(Dataset entries)

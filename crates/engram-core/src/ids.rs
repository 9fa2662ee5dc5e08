//! Canonical doc-id templates.
//!
//! External callers rely on these exact shapes; the vector store itself
//! treats doc-ids as opaque. All ids are generated here, never inferred
//! from text at query time.

use crate::enums::{PatternField, SummaryField};

/// `obs_{id}_narrative`
#[must_use]
pub fn observation_narrative(id: i64) -> String {
    format!("obs_{id}_narrative")
}

/// `obs_{id}_fact_{index}`
#[must_use]
pub fn observation_fact(id: i64, index: usize) -> String {
    format!("obs_{id}_fact_{index}")
}

/// `obs_{id}_` — the prefix shared by every row derived from observation
/// `id`, used for cascade deletion.
#[must_use]
pub fn observation_prefix(id: i64) -> String {
    format!("obs_{id}_")
}

/// `summary_{id}_{field}`
#[must_use]
pub fn summary_field(id: i64, field: SummaryField) -> String {
    format!("summary_{id}_{}", field.as_str())
}

/// `prompt_{id}`
#[must_use]
pub fn user_prompt(id: i64) -> String {
    format!("prompt_{id}")
}

/// `pattern_{id}_{name|description|recommendation}`
#[must_use]
pub fn pattern_field(id: i64, field: PatternField) -> String {
    format!("pattern_{id}_{}", field.as_str())
}
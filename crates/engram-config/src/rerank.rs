//! Cross-encoder reranker configuration.

use serde::{Deserialize, Serialize};

fn default_model_id() -> String {
    "Xenova/ms-marco-MiniLM-L-6-v2".to_string()
}

const fn default_alpha() -> f64 {
    0.7
}

const fn default_max_length() -> usize {
    256
}

#[derive(Debug, Clone, Deserialize, Serialize)]
pub struct RerankConfig {
    /// Hugging Face repo id of the cross-encoder ONNX model.
    #[serde(default = "default_model_id")]
    pub model_id: String,

    /// Blend weight between cross-encoder score and bi-encoder prior.
    /// Values outside `(0, 1]` re-default to 0.7 at use time.
    #[serde(default = "default_alpha")]
    pub alpha: f64,

    /// Token cap per (query, document) pair, longest-first truncation.
    #[serde(default = "default_max_length")]
    pub max_length: usize,

    /// Model file cache directory. Empty means the embedding cache dir.
    #[serde(default)]
    pub cache_dir: String,
}

impl Default for RerankConfig {
    fn default() -> Self {
        Self {
            model_id: default_model_id(),
            alpha: default_alpha(),
            max_length: default_max_length(),
            cache_dir: String::new(),
        }
    }
}

#[cfg(test)]
mod tests {
    use super::*;

    #[test]
    fn defaults_match_documented_values() {
        let config = RerankConfig::default();
        assert_eq!(config.model_id, "Xenova/ms-marco-MiniLM-L-6-v2");
        assert!((config.alpha - 0.7).abs() < f64::EPSILON);
        assert_eq!(config.max_length, 256);
    }
}
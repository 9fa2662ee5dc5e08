//! General application configuration.

use serde::{Deserialize, Serialize};

/// Default result limit.
const fn default_limit() -> usize {
    10
}

#[derive(Debug, Clone, Deserialize, Serialize)]
pub struct GeneralConfig {
    /// Default top-k for search commands.
    #[serde(default = "default_limit")]
    pub default_limit: usize,

    /// Default project tag applied to searches and ingests.
    #[serde(default)]
    pub project: String,
}

impl Default for GeneralConfig {
    fn default() -> Self {
        Self {
            default_limit: default_limit(),
            project: String::new(),
        }
    }
}

#[cfg(test)]
mod tests {
    use super::*;

    #[test]
    fn defaults_are_correct() {
        let config = GeneralConfig::default();
        assert_eq!(config.default_limit, 10);
        assert!(config.project.is_empty());
    }
}
//! Importance and decayed-relevance scoring.
//!
//! Importance is a slowly-changing property of an observation, recomputed
//! on ingest and feedback. Relevance is computed lazily at query time and
//! additionally decays with age and access recency.

use engram_core::{Concept, Observation, ObservationType};
use engram_config::ScoringConfig;

const MS_PER_DAY: f64 = 86_400_000.0;

/// Base weight per observation type; unknown types would score 1.0, but
/// the type enum is closed so every variant is covered.
#[must_use]
pub const fn type_weight(obs_type: ObservationType) -> f64 {
    match obs_type {
        ObservationType::Bugfix => 1.3,
        ObservationType::Feature => 1.2,
        ObservationType::Discovery | ObservationType::Decision => 1.1,
        ObservationType::Refactor => 1.0,
        ObservationType::Change => 0.9,
    }
}

/// Fixed concept weight table; concepts outside the recognized set never
/// reach scoring (they are dropped at SDK extraction).
#[must_use]
pub const fn concept_weight(concept: Concept) -> f64 {
    match concept {
        Concept::Security => 0.30,
        Concept::Gotcha => 0.25,
        Concept::BestPractice | Concept::AntiPattern => 0.20,
        Concept::Performance | Concept::Architecture | Concept::Concurrency => 0.15,
        Concept::Database | Concept::Api | Concept::ErrorHandling | Concept::Testing => 0.10,
        Concept::Configuration | Concept::Dependency => 0.05,
    }
}

/// Importance of an observation at `now_epoch_ms`:
///
/// ```text
/// base·0.5^(age/half_life) + feedback + concepts + retrievals
/// ```
///
/// floored at `config.min_score`.
#[must_use]
pub fn importance(obs: &Observation, now_epoch_ms: i64, config: &ScoringConfig) -> f64 {
    let base = type_weight(obs.obs_type);

    #[allow(clippy::cast_precision_loss)]
    let age_days = ((now_epoch_ms - obs.created_at_epoch) as f64 / MS_PER_DAY).max(0.0);
    let recency_decay = 0.5_f64.powf(age_days / config.half_life_days);

    let feedback = config.feedback_weight * f64::from(obs.user_feedback);

    let concepts: f64 = obs
        .concepts
        .iter()
        .map(|c| config.concept_scalar * concept_weight(*c))
        .sum();

    #[allow(clippy::cast_precision_loss)]
    let retrievals = (1.0 + obs.retrieval_count as f64).log2() * 0.1 * 0.15;

    (base * recency_decay + feedback + concepts + retrievals).max(config.min_score)
}

/// Inputs to the lazy relevance score.
#[derive(Debug, Clone, Copy, PartialEq)]
pub struct RelevanceInputs {
    pub age_days: f64,
    pub access_recency_days: f64,
    pub relation_count: u64,
    pub importance_score: f64,
    /// Mean confidence of the observation's relations, in `[0, 1]`.
    pub avg_rel_confidence: f64,
}

/// Query-time decayed relevance:
///
/// ```text
/// decay       = e^(−base_decay·age)
/// access      = e^(−access_decay·access_recency)
/// relFactor   = 1 + relation_weight·ln(1 + relations)
/// importanceF = 0.5 + importance
/// confidenceF = 0.7 + 0.3·avg_confidence
/// relevance   = max(min, decay·(0.3 + 0.3·access)·relFactor·importanceF·confidenceF)
/// ```
#[must_use]
pub fn relevance(inputs: &RelevanceInputs, config: &ScoringConfig) -> f64 {
    let decay = (-config.base_decay * inputs.age_days).exp();
    let access = (-config.access_decay * inputs.access_recency_days).exp();
    #[allow(clippy::cast_precision_loss)]
    let rel_factor = 1.0 + config.relation_weight * (1.0 + inputs.relation_count as f64).ln();
    let importance_factor = 0.5 + inputs.importance_score;
    let confidence_factor = 0.7 + 0.3 * inputs.avg_rel_confidence;

    (decay * (0.3 + 0.3 * access) * rel_factor * importance_factor * confidence_factor)
        .max(config.min_relevance)
}
//! `engram search` — hybrid semantic search.

use std::str::FromStr;

use engram_core::DocType;
use engram_store::QueryFilter;

use crate::cli::SearchArgs;
use crate::context::EngineContext;

pub fn handle(ctx: &EngineContext, args: &SearchArgs, json: bool) -> anyhow::Result<()> {
    let filter = QueryFilter {
        doc_type: match &args.doc_type {
            Some(raw) => Some(
                DocType::from_str(raw).map_err(|e| anyhow::anyhow!("--doc-type: {e}"))?,
            ),
            None => None,
        },
        project: args.project.clone(),
    };

    if args.multi_field {
        let results = ctx.store.query_multi_field(&args.query, args.limit, &filter)?;
        if json {
            println!("{}", serde_json::to_string_pretty(&results)?);
        } else {
            for (i, result) in results.iter().enumerate() {
                println!(
                    "{:>2}. {:<40} similarity={:.4}",
                    i + 1,
                    result.id,
                    result.similarity
                );
            }
        }
        return Ok(());
    }

    let hits = if args.no_expand {
        let results = ctx.store.query(&args.query, args.limit, &filter)?;
        results
            .into_iter()
            .map(|result| engram_search::RetrievalHit {
                score: result.similarity,
                matched_variant: "original".to_string(),
                result,
            })
            .collect()
    } else {
        ctx.retriever.search(&args.query, args.limit, &filter)?
    };

    if json {
        println!("{}", serde_json::to_string_pretty(&hits)?);
    } else if hits.is_empty() {
        println!("no results");
    } else {
        for (i, hit) in hits.iter().enumerate() {
            println!(
                "{:>2}. {:<40} score={:.4} via {}",
                i + 1,
                hit.result.id,
                hit.score,
                hit.matched_variant
            );
        }
    }
    Ok(())
}
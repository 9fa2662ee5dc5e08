//! Query intent classification and bounded weighted expansion.
//!
//! A query fans out into at most `max_expansions` variants: the original
//! (always first, weight 1.0), one rewrite per matching intent, and up to
//! two vocabulary-similar terms. Variants are deduplicated by
//! case-insensitive trimmed form, first occurrence winning.

use std::sync::{Arc, LazyLock};

use engram_config::ExpansionConfig;
use engram_embed::{Embedder, cosine_similarity};
use regex::RegexSet;
use serde::Serialize;
use tracing::debug;

use crate::error::SearchError;
use crate::vocab::Vocabulary;

/// Detected query intent, in detection priority order.
#[derive(Debug, Clone, Copy, PartialEq, Eq, Serialize)]
#[serde(rename_all = "snake_case")]
pub enum Intent {
    Error,
    Question,
    Implementation,
    Architecture,
    General,
}

static ERROR_PATTERNS: LazyLock<RegexSet> = LazyLock::new(|| {
    RegexSet::new([
        r"(?i)\b(error|bug|issue|problem|fail|crash|exception|panic)\b",
        r"(?i)\b(fix|debug|troubleshoot|resolve)\b",
        r"(?i)\b(doesn't work|not working|broken)\b",
    ])
    .expect("error intent patterns compile")
});

static QUESTION_PATTERNS: LazyLock<RegexSet> = LazyLock::new(|| {
    RegexSet::new([
        r"(?i)^(how|why|what|when|where|which|who)\b",
        r"\?$",
        r"(?i)\b(explain|describe|understand)\b",
    ])
    .expect("question intent patterns compile")
});

static IMPLEMENTATION_PATTERNS: LazyLock<RegexSet> = LazyLock::new(|| {
    RegexSet::new([
        r"(?i)\b(implement|add|create|build|write|code)\b",
        r"(?i)\b(function|method|handler|endpoint|api)\b",
        r"(?i)\b(feature|functionality)\b",
    ])
    .expect("implementation intent patterns compile")
});

static ARCHITECTURE_PATTERNS: LazyLock<RegexSet> = LazyLock::new(|| {
    RegexSet::new([
        r"(?i)\b(architecture|design|pattern|structure)\b",
        r"(?i)\b(component|module|layer|service)\b",
        r"(?i)\b(flow|pipeline|workflow)\b",
    ])
    .expect("architecture intent patterns compile")
});

/// Stop words excluded from key-term extraction.
const STOP_WORDS: &[&str] = &[
    "a", "the", "is", "are", "was", "were", "be", "been", "have", "has", "had", "do", "does",
    "did", "will", "would", "could", "should", "may", "might", "must", "can", "i", "me", "my",
    "we", "our", "you", "your", "it", "its", "this", "that", "these", "those", "what", "which",
    "who", "whom", "how", "why", "when", "where", "to", "for", "with", "about", "from", "in",
    "on", "at", "by", "of", "and", "or", "but", "if", "then",
];

/// Leading interrogative phrases stripped for the declarative rewrite.
const QUESTION_LEADS: &[&str] = &[
    "how do i ",
    "how to ",
    "how does ",
    "how is ",
    "what is ",
    "what are ",
    "why does ",
    "why is ",
    "where is ",
    "where are ",
    "when does ",
    "when is ",
];

/// One emitted query variant.
#[derive(Debug, Clone, PartialEq, Serialize)]
pub struct Expansion {
    pub text: String,
    pub weight: f32,
    /// Provenance: `original`, `intent:…`, or `vocabulary:{term}`.
    pub source: String,
}

/// Classify a query's primary intent; first match in priority order wins.
#[must_use]
pub fn classify_intent(query: &str) -> Intent {
    let query = query.trim();
    if ERROR_PATTERNS.is_match(query) {
        Intent::Error
    } else if QUESTION_PATTERNS.is_match(query) {
        Intent::Question
    } else if IMPLEMENTATION_PATTERNS.is_match(query) {
        Intent::Implementation
    } else if ARCHITECTURE_PATTERNS.is_match(query) {
        Intent::Architecture
    } else {
        Intent::General
    }
}

/// Lowercased, punctuation-stripped content words of a query.
#[must_use]
pub fn key_terms(query: &str) -> Vec<String> {
    query
        .to_lowercase()
        .split_whitespace()
        .map(|token| token.trim_matches(|c| ".,?!;:'\"()[]{}".contains(c)))
        .filter(|token| token.len() >= 2 && !STOP_WORDS.contains(token))
        .map(ToString::to_string)
        .collect()
}

/// Declarative form of a question: drop the trailing `?` and any leading
/// interrogative phrase.
fn declarative_form(query: &str) -> String {
    let mut text = query.trim().trim_end_matches('?').trim().to_string();
    let lower = text.to_lowercase();
    for lead in QUESTION_LEADS {
        if lower.starts_with(lead) {
            text = text[lead.len()..].trim().to_string();
            break;
        }
    }
    text
}

/// Bounded weighted query expansion.
#[derive(Clone)]
pub struct QueryExpander {
    config: ExpansionConfig,
    embedder: Option<Arc<dyn Embedder>>,
    vocabulary: Option<Vocabulary>,
}

impl QueryExpander {
    /// Expander without vocabulary support (intent rewrites only).
    #[must_use]
    pub const fn new(config: ExpansionConfig) -> Self {
        Self {
            config,
            embedder: None,
            vocabulary: None,
        }
    }

    /// Expander with a pre-embedded vocabulary for similarity expansion.
    #[must_use]
    pub const fn with_vocabulary(
        config: ExpansionConfig,
        embedder: Arc<dyn Embedder>,
        vocabulary: Vocabulary,
    ) -> Self {
        Self {
            config,
            embedder: Some(embedder),
            vocabulary: Some(vocabulary),
        }
    }

    /// Expand a query into at most `max_expansions` deduplicated variants,
    /// the original always present and first.
    #[must_use]
    pub fn expand(&self, query: &str) -> Vec<Expansion> {
        let query = query.trim();
        let mut expansions = vec![Expansion {
            text: query.to_string(),
            weight: 1.0,
            source: "original".to_string(),
        }];
        if query.is_empty() {
            return expansions;
        }

        let terms = key_terms(query);
        let joined_terms = terms.join(" ");

        // Every matching intent contributes its rewrite, in detection
        // priority order.
        if ERROR_PATTERNS.is_match(query) && !joined_terms.is_empty() {
            expansions.push(Expansion {
                text: format!("{joined_terms} solution fix"),
                weight: 0.8,
                source: "intent:solution".to_string(),
            });
        }
        if QUESTION_PATTERNS.is_match(query) {
            let declarative = declarative_form(query);
            if !declarative.is_empty() {
                expansions.push(Expansion {
                    text: declarative,
                    weight: 0.85,
                    source: "intent:declarative".to_string(),
                });
            }
        }
        if IMPLEMENTATION_PATTERNS.is_match(query) && !joined_terms.is_empty() {
            expansions.push(Expansion {
                text: format!("how {joined_terms}"),
                weight: 0.75,
                source: "intent:how".to_string(),
            });
        }
        if ARCHITECTURE_PATTERNS.is_match(query) && !joined_terms.is_empty() {
            expansions.push(Expansion {
                text: format!("{joined_terms} design structure"),
                weight: 0.75,
                source: "intent:design".to_string(),
            });
        }

        if self.config.enable_vocabulary_expansion {
            if let Err(err) = self.expand_vocabulary(query, &joined_terms, &mut expansions) {
                debug!(error = %err, "vocabulary expansion skipped");
            }
        }

        dedupe(&mut expansions);
        expansions.truncate(self.config.max_expansions);
        expansions
    }

    /// Append up to two vocabulary-similar variants.
    fn expand_vocabulary(
        &self,
        query: &str,
        joined_terms: &str,
        expansions: &mut Vec<Expansion>,
    ) -> Result<(), SearchError> {
        let (Some(embedder), Some(vocabulary)) = (&self.embedder, &self.vocabulary) else {
            return Ok(());
        };
        if vocabulary.is_empty() || joined_terms.is_empty() {
            return Ok(());
        }

        let query_embedding = embedder.embed(query)?;
        let query_lower = query.to_lowercase();

        let mut scored: Vec<(f32, &crate::vocab::VocabTerm)> = vocabulary
            .terms()
            .iter()
            .map(|term| (cosine_similarity(&query_embedding, &term.embedding), term))
            .filter(|(similarity, _)| *similarity >= self.config.min_similarity)
            .collect();
        scored.sort_by(|a, b| b.0.partial_cmp(&a.0).unwrap_or(std::cmp::Ordering::Equal));

        let mut taken = 0;
        for (similarity, term) in scored {
            if taken == 2 {
                break;
            }
            // A term the query already contains adds nothing.
            if query_lower.contains(&term.term.to_lowercase()) {
                continue;
            }
            expansions.push(Expansion {
                text: format!("{joined_terms} {}", term.term),
                weight: 0.7 * similarity * term.weight,
                source: format!("vocabulary:{}", term.term),
            });
            taken += 1;
        }
        Ok(())
    }
}

/// Case-insensitive trimmed dedup; the first occurrence wins.
fn dedupe(expansions: &mut Vec<Expansion>) {
    let mut seen = std::collections::HashSet::new();
    expansions.retain(|e| seen.insert(e.text.trim().to_lowercase()));
}
//! Configuration error types.

use thiserror::Error;

#[derive(Debug, Error)]
pub enum ConfigError {
    /// Figment extraction or merge error.
    #[error("Configuration error: {0}")]
    Figment(#[from] Box<figment::Error>),

    /// A required configuration section is not configured.
    #[error("Configuration section '{section}' is not configured (missing required fields)")]
    NotConfigured { section: String },

    /// A configuration field has an invalid value.
    #[error("Invalid configuration value for '{field}': {reason}")]
    InvalidValue { field: String, reason: String },
}

impl From<figment::Error> for ConfigError {
    fn from(e: figment::Error) -> Self {
        Self::Figment(Box::new(e))
    }
}
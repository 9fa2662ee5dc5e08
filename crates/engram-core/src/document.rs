//! Document, vector-row, and query-result types for the vector store.

use std::collections::BTreeMap;

use serde::{Deserialize, Serialize};

use crate::enums::{DocType, Scope};

/// Structured metadata attached to every vector row.
///
/// `sqlite_id` and `doc_type` are required provenance; everything else is
/// optional. Free-form extras are stored as a single `k=v,k=v` column; see
/// [`DocMetadata::extra_joined`].
#[derive(Debug, Clone, PartialEq, Eq, Serialize, Deserialize)]
pub struct DocMetadata {
    /// Row id of the source entity in the relational store.
    pub sqlite_id: i64,
    pub doc_type: DocType,
    /// Which field of the source entity this vector covers
    /// (e.g. `narrative`, `fact`, `name`, `description`, `prompt`).
    #[serde(default, skip_serializing_if = "Option::is_none")]
    pub field_type: Option<String>,
    #[serde(default, skip_serializing_if = "Option::is_none")]
    pub project: Option<String>,
    #[serde(default)]
    pub scope: Scope,
    /// Source creation time, epoch milliseconds.
    #[serde(default, skip_serializing_if = "Option::is_none")]
    pub created_at_epoch: Option<i64>,
    /// Observation type for `doc_type = observation` rows.
    #[serde(default, skip_serializing_if = "Option::is_none")]
    pub obs_type: Option<String>,
    /// Free string extras; unknown keys from callers land here.
    #[serde(default, skip_serializing_if = "BTreeMap::is_empty")]
    pub extra: BTreeMap<String, String>,
}

impl DocMetadata {
    /// Minimal metadata with only the required provenance fields.
    #[must_use]
    pub fn new(sqlite_id: i64, doc_type: DocType) -> Self {
        Self {
            sqlite_id,
            doc_type,
            field_type: None,
            project: None,
            scope: Scope::Unset,
            created_at_epoch: None,
            obs_type: None,
            extra: BTreeMap::new(),
        }
    }

    /// Join the extras into the stored `k=v,k=v` column form.
    #[must_use]
    pub fn extra_joined(&self) -> String {
        let mut out = String::new();
        for (k, v) in &self.extra {
            if !out.is_empty() {
                out.push(',');
            }
            out.push_str(k);
            out.push('=');
            out.push_str(v);
        }
        out
    }

    /// Parse a stored `k=v,k=v` column back into an extras map.
    ///
    /// Segments without `=` are skipped; later duplicate keys win.
    #[must_use]
    pub fn parse_extra(joined: &str) -> BTreeMap<String, String> {
        let mut map = BTreeMap::new();
        for segment in joined.split(',') {
            if let Some((k, v)) = segment.split_once('=') {
                if !k.is_empty() {
                    map.insert(k.to_string(), v.to_string());
                }
            }
        }
        map
    }
}

/// The ingest-side unit: content plus metadata, not yet embedded.
#[derive(Debug, Clone, PartialEq, Serialize, Deserialize)]
pub struct Document {
    pub doc_id: String,
    pub content: String,
    pub metadata: DocMetadata,
}

/// A fully materialized vector row as persisted by a backend.
#[derive(Debug, Clone, PartialEq)]
pub struct VectorRow {
    pub doc_id: String,
    pub embedding: Vec<f32>,
    pub metadata: DocMetadata,
    /// Version of the embedding model that produced `embedding`.
    /// Non-null after insert; rows whose version differs from the active
    /// model's are stale and eligible for rebuild.
    pub model_version: String,
}

/// A single result from a filtered top-k query.
///
/// `distance` is doubled cosine distance (0 = identical, 2 = opposite);
/// `similarity = 1 − distance / 2` holds exactly for every result.
#[derive(Debug, Clone, PartialEq, Serialize, Deserialize)]
pub struct QueryResult {
    pub id: String,
    pub distance: f64,
    pub similarity: f64,
    pub metadata: DocMetadata,
}

impl QueryResult {
    /// Build a result from a backend distance, deriving similarity.
    #[must_use]
    pub fn from_distance(id: String, distance: f64, metadata: DocMetadata) -> Self {
        Self {
            id,
            distance,
            similarity: 1.0 - distance / 2.0,
            metadata,
        }
    }
}

/// Descriptor of a stale vector row, enough for the ingest layer to
/// re-format the source content and re-embed it.
#[derive(Debug, Clone, PartialEq, Eq, Serialize, Deserialize)]
pub struct StaleVector {
    pub doc_id: String,
    pub sqlite_id: i64,
    pub doc_type: DocType,
    pub field_type: Option<String>,
    pub project: Option<String>,
    pub scope: Scope,
}

/// Identity of a registered embedding model.
#[derive(Debug, Clone, PartialEq, Eq, Serialize, Deserialize)]
pub struct ModelMetadata {
    pub name: String,
    /// Opaque version string; vector rows record this for staleness checks.
    pub version: String,
    pub dimensions: usize,
    /// Whether this model is the registry default. The last registration
    /// with `default = true` wins.
    #[serde(default)]
    pub default: bool,
}

#[cfg(test)]
mod tests {
    use super::*;
    use pretty_assertions::assert_eq;

    #[test]
    fn similarity_is_one_minus_half_distance() {
        let meta = DocMetadata::new(1, DocType::Observation);
        let r = QueryResult::from_distance("obs_1_narrative".into(), 0.0, meta.clone());
        assert!((r.similarity - 1.0).abs() < f64::EPSILON);

        let r = QueryResult::from_distance("obs_1_narrative".into(), 2.0, meta.clone());
        assert!(r.similarity.abs() < f64::EPSILON);

        let r = QueryResult::from_distance("obs_1_narrative".into(), 0.5, meta);
        assert!((r.similarity - 0.75).abs() < f64::EPSILON);
    }

    #[test]
    fn extras_join_and_parse_round_trip() {
        let mut meta = DocMetadata::new(7, DocType::Pattern);
        meta.extra.insert("lang".into(), "rust".into());
        meta.extra.insert("repo".into(), "engram".into());

        let joined = meta.extra_joined();
        assert_eq!(joined, "lang=rust,repo=engram");
        assert_eq!(DocMetadata::parse_extra(&joined), meta.extra);
    }

    #[test]
    fn parse_extra_skips_malformed_segments() {
        let map = DocMetadata::parse_extra("a=1,garbage,=nope,b=2");
        assert_eq!(map.len(), 2);
        assert_eq!(map["a"], "1");
        assert_eq!(map["b"], "2");
    }
}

TASK TO CARRY OUT: Nothing should be returned except the lines from the first line of the data above through the line with "at query time.", each one exact.

OUTPUT FOR THIS EXERCISE:
filename crates/engram-core/src/ids.rs
repository 9fa2662ee5dc5e08
//! Canonical doc-id templates.
//!
//! External callers rely on these exact shapes; the vector store itself
//! treats doc-ids as opaque. All ids are generated here, never inferred
//! from text at query time.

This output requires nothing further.